Since early 2008, Louisiana has moved up to its highest-ever position in every national, broad-based ranking of state business climates, including those published by Chief Executive magazine, Forbes, Site Selection magazine, CNBC, Business Facilities magazine, Pollina Corporate Real Estate and the Beacon Hill Institute.

Pollina Corporate Real Estate awarded Louisiana the company’s first-ever Most Improved State designation based on Louisiana’s improved business climate ranking from 2008 to 2010. Louisiana ranked 20th on Pollina’s 2010 business climate ranking, up from 27th in 2009 and 40th in 2008.

Earlier this year, Site Selection magazine ranked LED as the nation’s best-performing state economic development agency. Site Selection also ranked Louisiana’s business climate the ninth-best and the most improved in the nation.

Business Facilities magazine named Louisiana its 2010 State of the Year based on a strong business climate, business-friendly tax environment and overall business development success. Business Facilities also ranked Louisiana FastStart — the state’s customized training workforce program for expanding companies — as the No. 1 state workforce program in the nation in 2010, calling it the “gold standard.”

For more about the 2011 State of the Year rankings in Southern Business & Development, visit www.SB-D.com.

Obviously, this is going to be a major part of Jindal’s platform as he launches his re-election campaign.
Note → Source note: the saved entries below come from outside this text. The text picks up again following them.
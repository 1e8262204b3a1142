//! Lowercase letter templates.
//!
//! Only the letters whose lowercase form differs structurally from the
//! capital get a dedicated recipe here; the rest reuse the uppercase
//! template drawn in the x-height box. Ascenders overshoot the box top:
//! `height × 1.4` for b, d and l, `height × 1.2` for t, and the i dot sits
//! at `height × 1.3`.

use paraglyph_graphics::shapes::KAPPA;

use crate::pen::ContourPen;
use crate::primitives::{bar, dot, half_ring_left, half_ring_right, rect_cw, ring, stem};
use crate::style::DerivedParameters;
use crate::templates::{uppercase, GlyphBox};

/// a: a bowl on the left with a full-height stem on the right.
pub fn letter_a(pen: &mut ContourPen, gb: &GlyphBox, style: &DerivedParameters) {
    let (w, h, m) = (gb.width, gb.height, gb.margin);
    let stroke = style.stroke_width;

    let cx = w * 0.35;
    let cy = h / 2.0;
    let rx = w * 0.35 - m;
    let ry = h / 2.0;

    ring(pen, cx, cy, rx, ry, rx - stroke, ry - stroke);
    stem(pen, w - m - stroke, 0.0, h, stroke);
}

/// b: ascender stem with a bowl to its right.
pub fn letter_b(pen: &mut ContourPen, gb: &GlyphBox, style: &DerivedParameters) {
    let (w, h, m) = (gb.width, gb.height, gb.margin);
    let stroke = style.stroke_width;

    stem(pen, m, 0.0, h * 1.4, stroke);

    let rx = (w - 2.0 * m - stroke) / 2.0;
    let cx = w - m - rx;
    half_ring_right(pen, m + stroke, cx, h / 2.0, rx, h / 2.0, rx - stroke, h / 2.0 - stroke);
}

/// d: mirror of b — the ascender stem sits on the right.
pub fn letter_d(pen: &mut ContourPen, gb: &GlyphBox, style: &DerivedParameters) {
    let (w, h, m) = (gb.width, gb.height, gb.margin);
    let stroke = style.stroke_width;

    stem(pen, w - m - stroke, 0.0, h * 1.4, stroke);

    let rx = (w - 2.0 * m - stroke) / 2.0;
    let cx = m + rx;
    half_ring_left(pen, w - m - stroke, cx, h / 2.0, rx, h / 2.0, rx - stroke, h / 2.0 - stroke);
}

/// e: a bowl with the crossbar closing its upper half.
pub fn letter_e(pen: &mut ContourPen, gb: &GlyphBox, style: &DerivedParameters) {
    let (w, h, m) = (gb.width, gb.height, gb.margin);
    let stroke = style.stroke_width;

    let cx = w / 2.0;
    let cy = h / 2.0;
    let rx = (w - 2.0 * m) / 2.0;
    let ry = h / 2.0;

    ring(pen, cx, cy, rx, ry, rx - stroke, ry - stroke);
    // Clockwise to match the bowl outer where they overlap.
    rect_cw(pen, cx - rx, cy, w - m, cy + stroke);
}

/// i: x-height stem with a detached square dot above.
pub fn letter_i(pen: &mut ContourPen, gb: &GlyphBox, style: &DerivedParameters) {
    let (w, h) = (gb.width, gb.height);
    let stroke = style.stroke_width;
    let center_x = w / 2.0;

    stem(pen, center_x - stroke / 2.0, 0.0, h, stroke);
    dot(pen, center_x, h * 1.3, stroke * 0.7);
}

/// j: the J hook without the capital's top bar.
pub fn letter_j(pen: &mut ContourPen, gb: &GlyphBox, style: &DerivedParameters) {
    uppercase::j_hook(pen, gb, style);
}

/// l: a single centered ascender stem.
pub fn letter_l(pen: &mut ContourPen, gb: &GlyphBox, style: &DerivedParameters) {
    let (w, h) = (gb.width, gb.height);
    let stroke = style.stroke_width;
    stem(pen, w / 2.0 - stroke / 2.0, 0.0, h * 1.4, stroke);
}

/// n: two stems bridged by the shoulder arch.
pub fn letter_n(pen: &mut ContourPen, gb: &GlyphBox, style: &DerivedParameters) {
    let (w, h, m) = (gb.width, gb.height, gb.margin);
    let stroke = style.stroke_width;

    stem(pen, m, 0.0, h, stroke);
    stem(pen, w - m - stroke, 0.0, h, stroke);

    let cx = w / 2.0;
    let cy = h * 0.7;
    let rx = (w - 2.0 * m - stroke) / 2.0;
    let ry = h * 0.3;

    pen.move_to((m + stroke, h));
    pen.curve_to((m + stroke, h - ry * KAPPA), (cx - rx * KAPPA, cy), (cx, cy));
    pen.curve_to((cx + rx * KAPPA, cy), (w - m - stroke, h - ry * KAPPA), (w - m - stroke, h));
    pen.close();
}

/// r: stem with a shoulder curling to the right.
pub fn letter_r(pen: &mut ContourPen, gb: &GlyphBox, style: &DerivedParameters) {
    let (w, h, m) = (gb.width, gb.height, gb.margin);
    let stroke = style.stroke_width;

    stem(pen, m, 0.0, h, stroke);

    pen.move_to((m + stroke, h - stroke));
    pen.line_to((w - m - stroke, h - stroke));
    pen.quad_to((w - m, h * 0.7), (w - m, h * 0.5));
    pen.line_to((w - m - stroke, h * 0.5));
    pen.quad_to((w - m - stroke, h * 0.7), (m + stroke, h));
    pen.close();
}

/// t: ascender stem crossed by a bar at the x-height line.
pub fn letter_t(pen: &mut ContourPen, gb: &GlyphBox, style: &DerivedParameters) {
    let (w, h, m) = (gb.width, gb.height, gb.margin);
    let stroke = style.stroke_width;
    let hs = style.horizontal_stroke;

    stem(pen, w / 2.0 - stroke / 2.0, 0.0, h * 1.2, stroke);
    bar(pen, m, w - m, h - hs / 2.0, h + hs / 2.0);
}

/// u: two stems joined by the bottom arc band.
pub fn letter_u(pen: &mut ContourPen, gb: &GlyphBox, style: &DerivedParameters) {
    let (w, h, m) = (gb.width, gb.height, gb.margin);
    let stroke = style.stroke_width;

    stem(pen, m, h * 0.3, h, stroke);
    stem(pen, w - m - stroke, h * 0.3, h, stroke);
    uppercase::bottom_arc(pen, gb, stroke, h * 0.3, h * 0.3);
}

/// The generic lowercase shape: a single centered stem.
pub fn fallback(pen: &mut ContourPen, gb: &GlyphBox, style: &DerivedParameters) {
    let (w, h) = (gb.width, gb.height);
    let stroke = style.stroke_width;
    stem(pen, w / 2.0 - stroke / 2.0, 0.0, h, stroke);
}

// ---------------------------------------------------------------------------
// Tests
// ---------------------------------------------------------------------------

#[cfg(test)]
mod tests {
    use super::*;
    use crate::style::StyleParameters;
    use crate::templates::TemplateFn;
    use paraglyph_graphics::types::{Contour, Outline, Winding};

    fn build(f: TemplateFn) -> Outline {
        let gb = GlyphBox {
            width: 400.0,
            height: 550.0,
            margin: 40.0,
        };
        let style = DerivedParameters::resolve(&StyleParameters::default());
        let mut pen = ContourPen::new();
        f(&mut pen, &gb, &style);
        pen.finish()
    }

    #[test]
    fn every_template_closes_all_contours() {
        let templates: &[TemplateFn] = &[
            letter_a, letter_b, letter_d, letter_e, letter_i, letter_j, letter_l, letter_n,
            letter_r, letter_t, letter_u, fallback,
        ];
        for (i, f) in templates.iter().enumerate() {
            let outline = build(*f);
            assert!(!outline.is_empty(), "template {i} produced nothing");
            assert!(
                outline.contours.iter().all(Contour::is_closed),
                "template {i} left an open contour"
            );
        }
    }

    #[test]
    fn bowl_letters_pair_windings() {
        for (name, f) in [
            ("a", letter_a as TemplateFn),
            ("b", letter_b),
            ("d", letter_d),
            ("e", letter_e),
        ] {
            let outline = build(f);
            let cw = outline
                .contours
                .iter()
                .filter(|c| c.winding() == Winding::Clockwise)
                .count();
            assert!(
                cw > 0 && cw < outline.contours.len(),
                "{name} has no winding pair"
            );
        }
    }

    #[test]
    fn ascenders_overshoot_the_box() {
        let top = |o: &Outline| {
            o.contours
                .iter()
                .flat_map(Contour::on_curve_points)
                .map(|p| p.y)
                .fold(f64::NEG_INFINITY, f64::max)
        };

        // 550 × 1.4 for b/l, 550 × 1.3 dot top for i, 550 × 1.2 for t.
        assert!((top(&build(letter_b)) - 770.0).abs() < 1e-9);
        assert!((top(&build(letter_l)) - 770.0).abs() < 1e-9);
        assert!((top(&build(letter_t)) - 660.0).abs() < 1e-9);

        let i_top = top(&build(letter_i));
        assert!((i_top - (550.0 * 1.3 + 80.0 * 0.7)).abs() < 1e-9);
    }

    #[test]
    fn i_has_stem_and_dot() {
        let outline = build(letter_i);
        assert_eq!(outline.contours.len(), 2);
    }

    #[test]
    fn j_has_no_top_bar_but_capital_does() {
        let lower = build(letter_j);
        let upper = build(crate::templates::uppercase::letter_j);
        assert_eq!(upper.contours.len(), lower.contours.len() + 1);
    }
}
His opponents, whether they include Tara Hollis, Foster Campbell, Rob Marionneaux or some of the other diminutive political figures the Louisiana Democrat Party is able to march into the fray, will counter that unemployment in the state has doubled since Jindal took office. That’s not a particularly valid argument, though, considering that the May rate of 8.2 percent in this state is (1) still a solid point below the national average and (2) certainly driven in no small part by the devastation of Louisiana’s offshore oil industry thanks to slow-as-molasses federal permitting from a Democrat administration lustily despised by the state’s voters.

But there is an argument to be made that “economic development” as defined by how well you’re able to bribe companies to locate in your state is a bad measure; that kind of development has a lot less value than growing a Wal-Mart or a Microsoft within your borders. It’s doubtful in the extreme whether the latter can be accomplished by politicians; you’ve got to create the environment in which businesses can grow, and Jindal has done some of that but clearly not enough.

Luckily for the Governor, though, he’s certainly not going to get an opponent from the other party who understands economic development and its relationship to taxation and regulation well enough to provide legitimate criticism on the issue.

And that means economic development won’t be a problematic issue for Jindal even with an unemployment rate higher than he’d like.